FIG. 3 depicts a non-volatile memory storage specification that may be used, for example, within integrated non-volatile memory 280 b. In particular, in the depicted embodiment, a 16-byte non-volatile memory register sequence is partitioned into a first 8-byte partition 310 and a second 8-byte partition 320. When data stored within the non-volatile memory is uncorrupted, each of the 8- byte partitions 310 and 320 store identical values. In particular, uncorrupted 2-byte sector 312 stores byte codes Roc_L and Roc_H, which are stored in a duplicative manner within uncorrupted 2-byte sector 322; uncorrupted bytes 313 and 315 each store byte codes TIMER_CHECK_RO_byte, which are stored in a duplicative manner within uncorrupted bytes 323 and 325; and uncorrupted 2-byte sector 316 stores null values (‘0’), which are similarly stored in a duplicative manner within uncorrupted 2-byte sector 326. As one example of a redundancy check for corruption of the non-volatile memory 280, upon power on the integrated processing core 220 may retrieve the values of each bi-partitioned memory register. In certain embodiments, only sectors with appropriately duplicated data may be considered valid by the integrated processing core 220.
It will be appreciated that in some embodiments, the depicted systems 100 b, 200 a and 200 b, as well as integrated sensor devices 150, 201 a and 201 b, may include more components than illustrated, may include fewer components than illustrated, may split illustrated components into separate components, may combine illustrated components, etc., and various combinations thereof.
FIG. 4 illustrates an example embodiment of a method 400 of generating environmental results information based on environmental sensor data that may be employed, for example, by the environmental sensor device 205 a of FIG. 2A or the environmental sensor device 205 b of FIG. 2B. The method 400 starts at 402 and proceeds to 404. For convenience, the method 400 will be described with reference to FIG. 2B.
At 404, the method 400 receives environmental sensor data of a first type. For example, the sensing circuitry 216 may sense an indication of a particular gas and generate environmental sensor data indicative of the presence of the particular gas. The method 400 proceeds from 404 to 406.

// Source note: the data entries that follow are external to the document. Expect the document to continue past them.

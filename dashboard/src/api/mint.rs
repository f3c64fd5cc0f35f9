use alloy::primitives::Address;
use async_trait::async_trait;
use serde_json::json;
use shared::{AutoMintVerdict, MintStatusSnapshot, PendingMintRequest};

use super::{ApiClient, ApiError};

/// Capability consumed by the transaction workflow: the backend decides
/// whether the account may auto-mint right now, and why not otherwise.
#[cfg_attr(test, mockall::automock)]
#[async_trait]
pub trait AutoMintValidator: Send + Sync {
    async fn validate_auto_mint(&self, collateral: Address) -> Result<AutoMintVerdict, ApiError>;
}

impl ApiClient {
    /// Mint status for the authenticated account.
    pub async fn mint_status(&self) -> Result<MintStatusSnapshot, ApiError> {
        let response = self.get("/mint/status").send().await?;
        self.decode(response).await
    }

    /// Auto-mint requests awaiting protocol processing. Admin view.
    pub async fn pending_mint_requests(&self) -> Result<Vec<PendingMintRequest>, ApiError> {
        let response = self.get("/mint/pending").send().await?;
        self.decode(response).await
    }
}

#[async_trait]
impl AutoMintValidator for ApiClient {
    async fn validate_auto_mint(&self, collateral: Address) -> Result<AutoMintVerdict, ApiError> {
        let response = self
            .post("/mint/auto-mint/validate")
            .json(&json!({ "collateral": collateral }))
            .send()
            .await?;
        self.decode(response).await
    }
}
use std::sync::Arc;

use alloy::primitives::Address;
use async_trait::async_trait;
use shared::{DashboardSnapshot, HistoryQuery};

use crate::api::{ApiClient, ApiError};
use crate::cache::SnapshotCache;

/// Capability consumed by the transaction workflow: re-fetch every read-only
/// snapshot after a confirmed action.
#[cfg_attr(test, mockall::automock)]
#[async_trait]
pub trait SnapshotRefresher: Send + Sync {
    async fn refresh(&self, collateral: Address);
}

pub struct Refresher {
    api: Arc<ApiClient>,
    cache: SnapshotCache,
    history_page_size: i64,
}

impl Refresher {
    pub fn new(api: Arc<ApiClient>, cache: SnapshotCache, history_page_size: i64) -> Self {
        Self { api, cache, history_page_size }
    }

    /// Fetch one consistent batch of snapshots for a collateral.
    ///
    /// The five reads are independent and issued in parallel; any failure
    /// fails the whole batch so the views never mix fresh and stale data.
    pub async fn fetch_batch(&self, collateral: Address) -> Result<DashboardSnapshot, ApiError> {
        let history =
            HistoryQuery { page: 1, limit: self.history_page_size, tx_type: None };

        let (position, mint_status, oracle, transactions, health) = tokio::try_join!(
            self.api.vault_position(collateral),
            self.api.mint_status(),
            self.api.oracle_price(collateral),
            self.api.transaction_history(&history),
            self.api.protocol_health(),
        )?;

        Ok(DashboardSnapshot { position, mint_status, oracle, transactions, health })
    }

    /// Cached batch for a collateral, fetching on a miss.
    pub async fn load(&self, collateral: Address) -> Result<DashboardSnapshot, ApiError> {
        if let Some(snapshot) = self.cache.get_snapshot(collateral).await {
            tracing::debug!("cache HIT for snapshot batch {}", collateral);
            return Ok(snapshot);
        }
        tracing::debug!("cache MISS for snapshot batch {}", collateral);

        let snapshot = self.fetch_batch(collateral).await?;
        self.cache.set_snapshot(collateral, snapshot.clone()).await;
        Ok(snapshot)
    }
}

#[async_trait]
impl SnapshotRefresher for Refresher {
    async fn refresh(&self, collateral: Address) {
        // Drop the stale batch first so views refetch even if this refresh fails.
        self.cache.invalidate_snapshot(collateral).await;

        match self.fetch_batch(collateral).await {
            Ok(snapshot) => {
                self.cache.set_snapshot(collateral, snapshot).await;
                tracing::info!("snapshots refreshed for {}", collateral);
            }
            Err(e) => {
                tracing::warn!("snapshot refresh failed for {}: {}", collateral, e);
            }
        }
    }
}
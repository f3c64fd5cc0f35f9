use thiserror::Error;


#[derive(Debug, Error, Clone, PartialEq, Eq)]
pub enum AmountError {
  #[error("Amount is required")]
  Missing,
  #[error("Amount must be greater than zero: {0}")]
  NotPositive(String),
  #[error("Amount is not a valid decimal number: {0}")]
  Malformed(String),
  #[error("Amount is too large")]
  Overflow,
}

pub type AmountResult<T> = Result<T, AmountError>;
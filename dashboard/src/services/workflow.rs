//! # Transaction Workflow
//!
//! Drives a single user-initiated protocol action from intent to on-chain
//! confirmation: pre-flight validation, the approve-then-act sequence where
//! one is needed, failure classification, and a snapshot refresh once the
//! action is confirmed.
//!
//! Phases per invocation:
//!
//! ```text
//! idle -> validating -> [awaiting-approval ->] awaiting-primary-tx -> confirmed
//! ```
//!
//! with `failed` reachable from any non-terminal phase. The approval phase
//! occurs only for deposit and repay, and only when the existing allowance
//! falls short of the requested amount. There are no automatic retries; a
//! failed invocation ends there and the next submission revalidates from
//! scratch.
//!
//! Status is published over a watch channel. Observers may disappear at any
//! time; a submission that outlives every observer still runs to completion
//! and its final publish is simply unseen.

use std::sync::atomic::{AtomicBool, Ordering};
use std::sync::{Arc, Mutex};

use alloy::primitives::{Address, TxHash, U256};
use tokio::sync::watch;
use uuid::Uuid;

use shared::{parse_base_units, ActionKind, ActionRequest, STABLECOIN_DECIMALS};

use crate::api::mint::AutoMintValidator;
use crate::chain::ChainGateway;
use crate::services::classifier::classify_gateway_error;
use crate::services::preflight::Preflight;
use crate::services::refresher::SnapshotRefresher;

#[derive(Debug, Clone, Copy, PartialEq, Eq)]
pub enum Phase {
    Idle,
    Validating,
    AwaitingApproval,
    AwaitingPrimaryTx,
    Confirmed,
    Failed,
}

impl Phase {
    pub fn is_terminal(&self) -> bool {
        matches!(self, Phase::Confirmed | Phase::Failed)
    }
}

impl std::fmt::Display for Phase {
    fn fmt(&self, f: &mut std::fmt::Formatter<'_>) -> std::fmt::Result {
        let s = match self {
            Phase::Idle => "idle",
            Phase::Validating => "validating",
            Phase::AwaitingApproval => "awaiting-approval",
            Phase::AwaitingPrimaryTx => "awaiting-primary-tx",
            Phase::Confirmed => "confirmed",
            Phase::Failed => "failed",
        };
        f.write_str(s)
    }
}

/// Progress of the current invocation, for display.
#[derive(Debug, Clone)]
pub struct WorkflowStatus {
    pub phase: Phase,
    pub message: String,
    /// Raw failure detail, kept for diagnostics only.
    pub detail: Option<String>,
}

impl WorkflowStatus {
    fn idle() -> Self {
        Self { phase: Phase::Idle, message: String::new(), detail: None }
    }
}

/// User-facing failure classification.
#[derive(Debug, thiserror::Error)]
pub enum WorkflowError {
    #[error("No wallet connected")]
    NoWallet,

    #[error("Enter an amount greater than zero")]
    InvalidAmount,

    #[error("Insufficient token balance for this action")]
    InsufficientBalance,

    #[error("The network rejected the transaction while estimating gas")]
    GasEstimationFailed,

    #[error("The oracle price for this collateral is stale; try again shortly")]
    OraclePriceStale,

    #[error("Transaction rejected: {0}")]
    ContractRejected(String),

    #[error("Auto-mint unavailable: {0}")]
    AutoMintIneligible(String),

    /// Generic message for the user; the payload goes to the logs only.
    #[error("Something went wrong, please try again")]
    Unknown(String),

    /// Re-entrancy guard: returned without touching status or the network.
    #[error("Another submission is already in progress")]
    AlreadyInFlight,
}

enum GuardedCall {
    Deposit,
    Burn,
}

pub struct TxWorkflow {
    gateway: Arc<dyn ChainGateway>,
    validator: Arc<dyn AutoMintValidator>,
    refresher: Arc<dyn SnapshotRefresher>,
    vault: Address,
    stablecoin: Address,
    status: watch::Sender<WorkflowStatus>,
    trace: Mutex<Vec<Phase>>,
    in_flight: AtomicBool,
}

impl TxWorkflow {
    pub fn new(
        gateway: Arc<dyn ChainGateway>,
        validator: Arc<dyn AutoMintValidator>,
        refresher: Arc<dyn SnapshotRefresher>,
        vault: Address,
        stablecoin: Address,
    ) -> Self {
        let (status, _) = watch::channel(WorkflowStatus::idle());
        Self {
            gateway,
            validator,
            refresher,
            vault,
            stablecoin,
            status,
            trace: Mutex::new(Vec::new()),
            in_flight: AtomicBool::new(false),
        }
    }

    /// Watch status transitions. Dropping the receiver is always safe.
    pub fn subscribe(&self) -> watch::Receiver<WorkflowStatus> {
        self.status.subscribe()
    }

    pub fn status(&self) -> WorkflowStatus {
        self.status.borrow().clone()
    }

    /// Phases of the current invocation, in transition order.
    pub fn phase_trace(&self) -> Vec<Phase> {
        self.trace.lock().expect("phase trace lock poisoned").clone()
    }

    /// Return to idle between invocations. Ignored while one is in flight.
    pub fn reset(&self) {
        if !self.in_flight.load(Ordering::SeqCst) {
            self.trace.lock().expect("phase trace lock poisoned").clear();
            self.status.send_replace(WorkflowStatus::idle());
        }
    }

    /// Run the submission in the background. The caller may drop every
    /// status receiver before completion; the invocation still finishes.
    pub fn spawn(
        self: Arc<Self>,
        request: ActionRequest,
    ) -> tokio::task::JoinHandle<Result<TxHash, WorkflowError>> {
        tokio::spawn(async move { self.submit(request).await })
    }

    /// Drive one action to a terminal phase.
    ///
    /// At most one submission runs at a time; a second call while one is in
    /// flight returns [`WorkflowError::AlreadyInFlight`] untouched.
    pub async fn submit(&self, request: ActionRequest) -> Result<TxHash, WorkflowError> {
        if self
            .in_flight
            .compare_exchange(false, true, Ordering::SeqCst, Ordering::SeqCst)
            .is_err()
        {
            tracing::warn!("submission refused: another one is in flight");
            return Err(WorkflowError::AlreadyInFlight);
        }

        self.trace.lock().expect("phase trace lock poisoned").clear();
        let invocation = Uuid::new_v4();

        let result = self.run(invocation, &request).await;
        match &result {
            Ok(tx_hash) => {
                self.transition(
                    Phase::Confirmed,
                    format!("{} confirmed", request.kind),
                    None,
                );
                tracing::info!(%invocation, tx = %tx_hash, "workflow confirmed");
                // Exactly one refresh, and only on confirmation.
                self.refresher.refresh(request.collateral.address).await;
            }
            Err(e) => {
                let detail = match e {
                    WorkflowError::Unknown(detail) => Some(detail.clone()),
                    _ => None,
                };
                tracing::warn!(%invocation, "workflow failed: {:?}", e);
                self.transition(Phase::Failed, e.to_string(), detail);
            }
        }

        self.in_flight.store(false, Ordering::SeqCst);
        result
    }

    async fn run(&self, invocation: Uuid, request: &ActionRequest) -> Result<TxHash, WorkflowError> {
        self.transition(
            Phase::Validating,
            format!("Validating {} request", request.kind),
            None,
        );
        tracing::info!(
            %invocation,
            action = %request.kind,
            collateral = %request.collateral.address,
            "starting submission"
        );

        let account = self.gateway.account().ok_or(WorkflowError::NoWallet)?;

        match request.kind {
            ActionKind::Deposit => {
                let amount = self.amount_in_base_units(request)?;
                self.approve_then_submit(
                    account,
                    request.collateral.address,
                    request.collateral.address,
                    amount,
                    GuardedCall::Deposit,
                )
                .await
            }
            ActionKind::Withdraw => {
                let amount = self.amount_in_base_units(request)?;
                self.transition(
                    Phase::AwaitingPrimaryTx,
                    "Confirm the withdrawal in your wallet",
                    None,
                );
                self.gateway
                    .withdraw_collateral(request.collateral.address, amount)
                    .await
                    .map_err(classify_gateway_error)
            }
            ActionKind::Mint => {
                let amount = self.amount_in_base_units(request)?;
                self.transition(Phase::AwaitingPrimaryTx, "Confirm the mint in your wallet", None);
                self.gateway
                    .mint_tokens(request.collateral.address, amount)
                    .await
                    .map_err(classify_gateway_error)
            }
            ActionKind::Repay => {
                let amount = self.amount_in_base_units(request)?;
                self.approve_then_submit(
                    account,
                    self.stablecoin,
                    request.collateral.address,
                    amount,
                    GuardedCall::Burn,
                )
                .await
            }
            ActionKind::AutoMint => {
                let verdict = self
                    .validator
                    .validate_auto_mint(request.collateral.address)
                    .await
                    .map_err(|e| WorkflowError::Unknown(e.to_string()))?;
                if !verdict.eligible {
                    return Err(WorkflowError::AutoMintIneligible(
                        verdict.reason.unwrap_or_else(|| "not eligible".to_string()),
                    ));
                }
                self.transition(
                    Phase::AwaitingPrimaryTx,
                    "Confirm the auto-mint in your wallet",
                    None,
                );
                self.gateway
                    .auto_mint(request.collateral.address)
                    .await
                    .map_err(classify_gateway_error)
            }
        }
    }

    /// Deposit and repay move tokens out of the user's account: check funds,
    /// grant the allowance if the existing one falls short, then submit the
    /// primary call. The approval is always confirmed before the primary
    /// call is sent.
    async fn approve_then_submit(
        &self,
        account: Address,
        pay_token: Address,
        collateral: Address,
        amount: U256,
        call: GuardedCall,
    ) -> Result<TxHash, WorkflowError> {
        let funded =
            Preflight::has_sufficient_balance(self.gateway.as_ref(), pay_token, account, amount)
                .await
                .map_err(classify_gateway_error)?;
        if !funded {
            return Err(WorkflowError::InsufficientBalance);
        }

        let needs_approval = Preflight::needs_approval(
            self.gateway.as_ref(),
            pay_token,
            account,
            self.vault,
            amount,
        )
        .await
        .map_err(classify_gateway_error)?;

        if needs_approval {
            self.transition(
                Phase::AwaitingApproval,
                "Confirm the token approval in your wallet",
                None,
            );
            self.gateway
                .approve(pay_token, self.vault, amount)
                .await
                .map_err(classify_gateway_error)?;
        } else {
            tracing::debug!("existing allowance covers the amount, skipping approval");
        }

        let message = match call {
            GuardedCall::Deposit => "Confirm the deposit in your wallet",
            GuardedCall::Burn => "Confirm the repayment in your wallet",
        };
        self.transition(Phase::AwaitingPrimaryTx, message, None);

        match call {
            GuardedCall::Deposit => self.gateway.deposit_collateral(collateral, amount).await,
            GuardedCall::Burn => self.gateway.burn_tokens(collateral, amount).await,
        }
        .map_err(classify_gateway_error)
    }

    /// Parse the request's human-unit amount into base units.
    ///
    /// Mint and repay amounts are stablecoin amounts and use its fixed
    /// precision; deposit and withdraw use the collateral's declared
    /// decimals. Conversion truncates, never rounds up.
    fn amount_in_base_units(&self, request: &ActionRequest) -> Result<U256, WorkflowError> {
        let raw = request.amount.as_deref().ok_or(WorkflowError::InvalidAmount)?;
        let decimals = match request.kind {
            ActionKind::Deposit | ActionKind::Withdraw => request.collateral.decimals,
            _ => STABLECOIN_DECIMALS,
        };
        parse_base_units(raw, decimals).map_err(|e| {
            tracing::warn!("rejected amount {:?}: {}", raw, e);
            WorkflowError::InvalidAmount
        })
    }

    fn transition(&self, phase: Phase, message: impl Into<String>, detail: Option<String>) {
        let status = WorkflowStatus { phase, message: message.into(), detail };
        tracing::debug!(phase = %status.phase, "{}", status.message);
        if let Some(detail) = &status.detail {
            tracing::debug!("failure detail: {}", detail);
        }
        self.trace.lock().expect("phase trace lock poisoned").push(phase);
        self.status.send_replace(status);
    }
}
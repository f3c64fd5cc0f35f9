use shared::{HistoryQuery, TransactionPage};

use super::{ApiClient, ApiError};

impl ApiClient {
    /// Paginated transaction history for the authenticated account.
    pub async fn transaction_history(
        &self,
        query: &HistoryQuery,
    ) -> Result<TransactionPage, ApiError> {
        let mut params = vec![
            format!("page={}", query.page),
            format!("limit={}", query.limit),
        ];
        if let Some(kind) = query.tx_type {
            params.push(format!("type={}", kind.as_str()));
        }

        let url = format!("/transaction/history?{}", params.join("&"));
        let response = self.get(&url).send().await?;
        self.decode(response).await
    }
}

At 406, the method 400 processes the environmental sensor data of the first type, generating processed environmental sensor data of a first type. For example, the processing core 220 may convert the environmental sensor data indicative of the presence of the particular gas into an indication of the concentration of the gas in parts-per-million, may generate an indication of a change in the environmental sensor data indicative of the presence of the particular gas, etc., and various combinations thereof. In some embodiments, generated environmental results information may include the processed environmental sensor data of the first type. The method 400 proceeds from 406 to 408.
At 408, the method 400 receives environmental sensor data of a second type. For example, the sensing circuitry 216 may sense an indication of a pressure and generate environmental sensor data indicative of the pressure. The method 400 proceeds from 408 to 410.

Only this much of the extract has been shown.